In 1942, the same year that they first described isolated fibrous dysplasia, Jaffe and Lichtenstein were also the first to describe what later became known as ABC.[14] Aneurysmal bone cysts are lytic lesions of bone that most commonly occur in the vertebra and long bones of the upper and lower extremities. They can be either primary or can develop as a result of the influence of a nearby bone lesion, such as fibrous dysplasia. Secondary ABC changes in fibrous dysplasia can look identical to primary ABC. Radiology often shows a lytic and expansile mass; the rim may be partially sclerotic but may also have an infiltrative appearance with destruction of the cortex.[15] The major components of ABCs are blood-filled cystic spaces bordered and septated by connective tissue containing spindle cells with admixed multinucleated giant cells and a mixture of inflammatory cells. The multinucleated giant cells are preferentially distributed near the cystic spaces. Whether it is primary or secondary, the wide spectrum of this lesion should be appreciated. Approximately 5% to 8% of lesions have a more substantial solid component or are completely solid.[15,16] This solid variant is dominated by the spindled fibroblastic stroma and may contain microscopic foci hemorrhage or blood-filled cystic spaces with multinucleated giant cells in close proximity to the hemorrhage. The combination of this spindled stroma and the potential for surrounding reactive woven bone can mimic fibrous dysplasia. Extensive sampling of the lesion is imperative to evaluate what components are present; a specimen comprised entirely of either the classic or solid variant ABC still raises the question of a nearby primary lesion. It is also worth noting that the vertebral column is a common site of involvement for primary ABCs. Primary ABCs will contain a translocation involving the USP6 (17p13) and/or CDH11 (16q22) genes in approximately 70% of cases.[16] Most of these translocations are a fusion between USP6 and CDH11, but fusions between USP6 and numerous other genes have been identified.[17-19] Also, of note, a translocation has been reported in a solid variant ABC arising from the T6 vertebra of a 10-year-old girl, 46,XX,t(11;16)(q13;q22-23)[10]/46,XX[10].[20] However, these genetic alterations are not seen in secondary ABCs. Unlike fibrous dysplasia, primary ABCs frequently recur after surgical resection.

Another critical entity that needs to be distinguished from fibrous dysplasia in any location is a low-grade osteosarcoma. Radiologic imaging can help lead to a diagnosis of osteosarcoma if the lesion demonstrates a more infiltrative border and lacks a sclerotic rim. While the bone trabeculae in osteosarcoma can display complex shapes and branching as in fibrous dysplasia, the architecture tends to be simpler. Osteosarcoma may entrap preexisting lamellar bone, while fibrous dysplasia comprised woven bone. Most notably, the spindle cell component of osteosarcomas is more cellular and mitotically active, and exhibits cytologic atypia. Osteoblastic rimming may or may not be present in osteosarcoma.
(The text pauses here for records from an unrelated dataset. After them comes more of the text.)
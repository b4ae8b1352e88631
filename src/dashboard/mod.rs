//! Dashboard module
//!
//! The last step of the workflow: totals the expenses in the active store by
//! category, draws them as a pie chart, lists every record and offers a CSV
//! download.

mod aggregation;
mod charts;
mod export_endpoint;
mod tables;
mod view;

pub use export_endpoint::export_expenses_endpoint;
pub use view::{dashboard_blocked_view, dashboard_view};
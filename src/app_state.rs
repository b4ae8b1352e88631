//! Implements a struct that holds the state of the REST server.

use std::path::{Path, PathBuf};

use axum::extract::FromRef;
use axum_extra::extract::cookie::Key;
use sha2::{Digest, Sha512};

use crate::{Error, ledger::LedgerStore, workflow::SessionStore};

/// The file name of the expense store that sessions start with.
pub const DEFAULT_STORE_FILE_NAME: &str = "business_expenses.db";

/// The state of the REST server.
#[derive(Debug, Clone)]
pub struct AppState {
    /// The key to be used for signing and encrypting private cookies.
    pub cookie_key: Key,

    /// The local timezone as a canonical timezone name, e.g. "Pacific/Auckland".
    pub local_timezone: String,

    /// The directory holding the default store and any uploaded stores.
    pub work_dir: PathBuf,

    /// The workflow state of every visitor.
    pub sessions: SessionStore,
}

impl AppState {
    /// Create a new [AppState] that keeps expense stores in `work_dir`.
    ///
    /// This function will initialize the default expense store,
    /// `business_expenses.db` in `work_dir`, creating it if needed.
    /// `local_timezone` should be a valid, canonical timezone name, e.g. "Pacific/Auckland".
    ///
    /// # Errors
    /// Returns an error if the default store cannot be initialized.
    pub fn new(cookie_secret: &str, local_timezone: &str, work_dir: &Path) -> Result<Self, Error> {
        let default_store = LedgerStore::new(work_dir.join(DEFAULT_STORE_FILE_NAME));
        default_store.initialize()?;

        Ok(Self {
            cookie_key: create_cookie_key(cookie_secret),
            local_timezone: local_timezone.to_owned(),
            work_dir: work_dir.to_owned(),
            sessions: SessionStore::new(default_store),
        })
    }
}

// this impl tells `PrivateCookieJar` how to access the key from our state
impl FromRef<AppState> for Key {
    fn from_ref(state: &AppState) -> Self {
        state.cookie_key.clone()
    }
}

impl FromRef<AppState> for SessionStore {
    fn from_ref(state: &AppState) -> Self {
        state.sessions.clone()
    }
}

/// Create a signing key for cookies from a `secret`s string.
pub fn create_cookie_key(secret: &str) -> Key {
    let hash = Sha512::digest(secret);

    Key::from(&hash)
}
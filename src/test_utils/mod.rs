#![allow(missing_docs)]

pub(crate) mod form;
pub(crate) mod html;
pub(crate) mod server;

pub(crate) use form::{
    assert_form_input, assert_form_input_with_value, assert_form_submit_button_with_text,
    assert_hx_endpoint, must_get_form,
};
pub(crate) use html::assert_valid_html;
pub(crate) use server::get_test_app;
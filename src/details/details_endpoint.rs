//! Defines the endpoint for saving the business details.

use axum::{
    extract::State,
    response::{IntoResponse, Response},
};
use axum_extra::extract::{Form, PrivateCookieJar};
use serde::Deserialize;

use crate::{
    Error,
    alert::Alert,
    workflow::{Jurisdiction, SessionStore, TaxYear},
};

/// The form data for the business details.
#[derive(Debug, Deserialize)]
pub struct DetailsForm {
    /// The name of the business.
    pub business_name: String,
    /// The tax year the expenses are recorded for.
    pub tax_year: i32,
    /// Where the business is registered.
    #[serde(default)]
    pub jurisdiction: Jurisdiction,
}

/// A route handler for saving the business details to the visitor's session.
pub async fn update_details_endpoint(
    State(sessions): State<SessionStore>,
    jar: PrivateCookieJar,
    Form(form): Form<DetailsForm>,
) -> Response {
    let business_name = form.business_name.trim().to_owned();

    if business_name.is_empty() {
        return Error::EmptyBusinessName.into_alert_response();
    }

    let tax_year = match TaxYear::new(form.tax_year) {
        Ok(tax_year) => tax_year,
        Err(error) => {
            tracing::debug!("rejected business details: {error}");
            return error.into_alert_response();
        }
    };

    let (jar, id, _) = match sessions.load(jar) {
        Ok(loaded) => loaded,
        Err(error) => return error.into_alert_response(),
    };

    let result = sessions.update(id, |session| {
        session.business_name = business_name;
        session.tax_year = Some(tax_year);
        session.jurisdiction = form.jurisdiction;
    });

    match result {
        Ok(session) => {
            tracing::info!(
                "session {id} saved business details for {:?} ({})",
                session.business_name,
                tax_year
            );

            (
                jar,
                Alert::Success {
                    message: "Business details saved".to_owned(),
                    details: format!(
                        "{}, {} tax year, {}.",
                        session.business_name,
                        tax_year,
                        session.jurisdiction.as_str()
                    ),
                },
            )
                .into_response()
        }
        Err(error) => error.into_alert_response(),
    }
}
MDM2, CDK4, and FRS2 amplifications have been detected in the vast majority of low-grade osteosarcomas; detection of amplifications can be detected by immunohistochemistry or FISH for the MDM2 and CDK4 genes.[21,22] While there are reports of GNAS mutations in low-grade osteosarcomas, there has been a lack of reproducibility in subsequent studies and GNAS mutations are thought to be relatively reliable in distinguishing the 2 entities.[23-26] Taking into account these histologic and molecular features, the appropriate diagnosis can be reached in most cases.
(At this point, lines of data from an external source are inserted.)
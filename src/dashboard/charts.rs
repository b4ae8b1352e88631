//! Chart generation and rendering for the dashboard.
//!
//! The category breakdown is drawn as an ECharts pie chart. The chart is
//! generated as JSON configuration for ECharts and rendered with a container
//! element and the JavaScript that initializes it.

use charming::{
    Chart,
    component::{Legend, Title},
    element::{Label, Tooltip, Trigger},
    series::Pie,
};
use maud::{Markup, PreEscaped, html};

use crate::{dashboard::aggregation::CategoryTotal, html::HeadElement};

const ECHARTS_SCRIPT_URL: &str = "https://cdn.jsdelivr.net/npm/echarts@6.0.0/dist/echarts.min.js";

/// A dashboard chart with its HTML container ID and ECharts configuration.
pub(super) struct DashboardChart {
    /// The HTML element ID to use for the chart (kebab-case)
    pub id: &'static str,
    /// The ECharts configuration as a JSON string
    pub options: String,
}

/// Renders the HTML container for a dashboard chart.
pub(super) fn chart_view(chart: &DashboardChart) -> Markup {
    html!(
        div
            id=(chart.id)
            class="w-full min-h-[380px] rounded dark:bg-gray-100"
        {}
    )
}

/// The scripts needed to draw `charts`: the ECharts library and the code that
/// initializes each chart with dark mode support and responsive resizing.
pub(super) fn charts_script(charts: &[DashboardChart]) -> Vec<HeadElement> {
    let script_content = charts
        .iter()
        .map(|chart| {
            format!(
                r#"(function() {{
                    const chartDom = document.getElementById("{}");
                    const chart = echarts.init(chartDom);
                    const option = {};
                    chart.setOption(option);

                    window.addEventListener('resize', chart.resize);

                    const darkModeMediaQuery = window.matchMedia('(prefers-color-scheme: dark)');
                    const updateTheme = () => {{
                        const isDarkMode = darkModeMediaQuery.matches;
                        chart.setTheme(isDarkMode ? 'dark' : 'default');
                    }}
                    darkModeMediaQuery.addEventListener('change', updateTheme);
                    updateTheme();
                }})();"#,
                chart.id,
                escape_script_json(&chart.options)
            )
        })
        .collect::<Vec<_>>()
        .join("\n");

    let wrapped_script = format!(
        "document.addEventListener('DOMContentLoaded', function() {{\n{}\n}});",
        script_content
    );

    vec![
        HeadElement::ScriptLink(ECHARTS_SCRIPT_URL.to_owned()),
        HeadElement::ScriptSource(PreEscaped(wrapped_script)),
    ]
}

/// Escape the characters in `json` that could end an inline `<script>` element
/// or start an HTML comment. The result is still valid JSON.
fn escape_script_json(json: &str) -> String {
    let mut escaped = String::with_capacity(json.len());

    for c in json.chars() {
        match c {
            '<' => escaped.push_str("\\u003c"),
            '>' => escaped.push_str("\\u003e"),
            '&' => escaped.push_str("\\u0026"),
            c => escaped.push(c),
        }
    }

    escaped
}

/// A pie chart of the amount spent in each category, with each slice labelled
/// by its share of the total.
pub(super) fn category_pie_chart(by_category: &[CategoryTotal]) -> Chart {
    let data = by_category
        .iter()
        .map(|total| (total.amount, total.category.as_str()))
        .collect::<Vec<_>>();

    Chart::new()
        .title(Title::new().text("Expenses by Category"))
        .tooltip(Tooltip::new().trigger(Trigger::Item))
        .legend(Legend::new().top("bottom"))
        .series(
            Pie::new()
                .name("Expenses")
                .radius("55%")
                .center(vec!["50%", "50%"])
                .label(Label::new().show(true).formatter("{b}: {d}%"))
                .data(data),
        )
}

#[cfg(test)]
mod tests {
    use crate::{
        dashboard::{
            aggregation::CategoryTotal,
            charts::{DashboardChart, category_pie_chart, charts_script, escape_script_json},
        },
        html::HeadElement,
    };

    #[test]
    fn pie_chart_has_slice_per_category() {
        let chart = category_pie_chart(&[
            CategoryTotal {
                category: "Travel".to_owned(),
                amount: 750.0,
            },
            CategoryTotal {
                category: "Salaries".to_owned(),
                amount: 5000.0,
            },
        ])
        .to_string();

        assert!(chart.contains("\"pie\""), "want a pie series, got {chart}");
        assert!(chart.contains("Travel"));
        assert!(chart.contains("Salaries"));
        assert!(chart.contains("750"));
        assert!(chart.contains("{b}: {d}%"), "want percentage labels, got {chart}");
    }

    #[test]
    fn escape_script_json_hides_html_syntax() {
        assert_eq!(
            escape_script_json(r#"{"name":"</script>&"}"#),
            r#"{"name":"\u003c/script\u003e\u0026"}"#
        );
    }

    #[test]
    fn category_names_cannot_close_the_script() {
        let options = category_pie_chart(&[CategoryTotal {
            category: "</script><script>alert(1)</script>".to_owned(),
            amount: 10.0,
        }])
        .to_string();

        let scripts = charts_script(&[DashboardChart {
            id: "category-chart",
            options,
        }]);

        match &scripts[1] {
            HeadElement::ScriptSource(source) => {
                assert!(!source.0.contains("</script>"), "got {}", source.0);
                assert!(!source.0.contains("<script>"), "got {}", source.0);
                assert!(source.0.contains("\\u003c/script\\u003e"));
            }
            _ => panic!("want a script source"),
        }
    }

    #[test]
    fn script_initializes_each_chart() {
        let scripts = charts_script(&[DashboardChart {
            id: "category-chart",
            options: "{}".to_owned(),
        }]);

        assert_eq!(scripts.len(), 2);
        assert!(matches!(&scripts[0], HeadElement::ScriptLink(url) if url.contains("echarts")));
        match &scripts[1] {
            HeadElement::ScriptSource(source) => {
                assert!(source.0.contains("document.getElementById(\"category-chart\")"))
            }
            _ => panic!("want a script source"),
        }
    }
}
In summary, fibrous dysplasia is an uncommonly encountered lesion of bone that can have unexpected presentations. Monostotic fibrous dysplasia of the spine with secondary ABC formation is rare. This presentation brings up important additional differential diagnoses that are not always considered with fibrous dysplasia, notably primary ABC. We have reviewed the histologic and molecular features that are most helpful in distinguishing these entities. Fibrous dysplasia is an important diagnosis to consider in a radiolucent bone lesion with a sclerotic margin of any site, keeping in mind the morphologic overlap with entities seen there.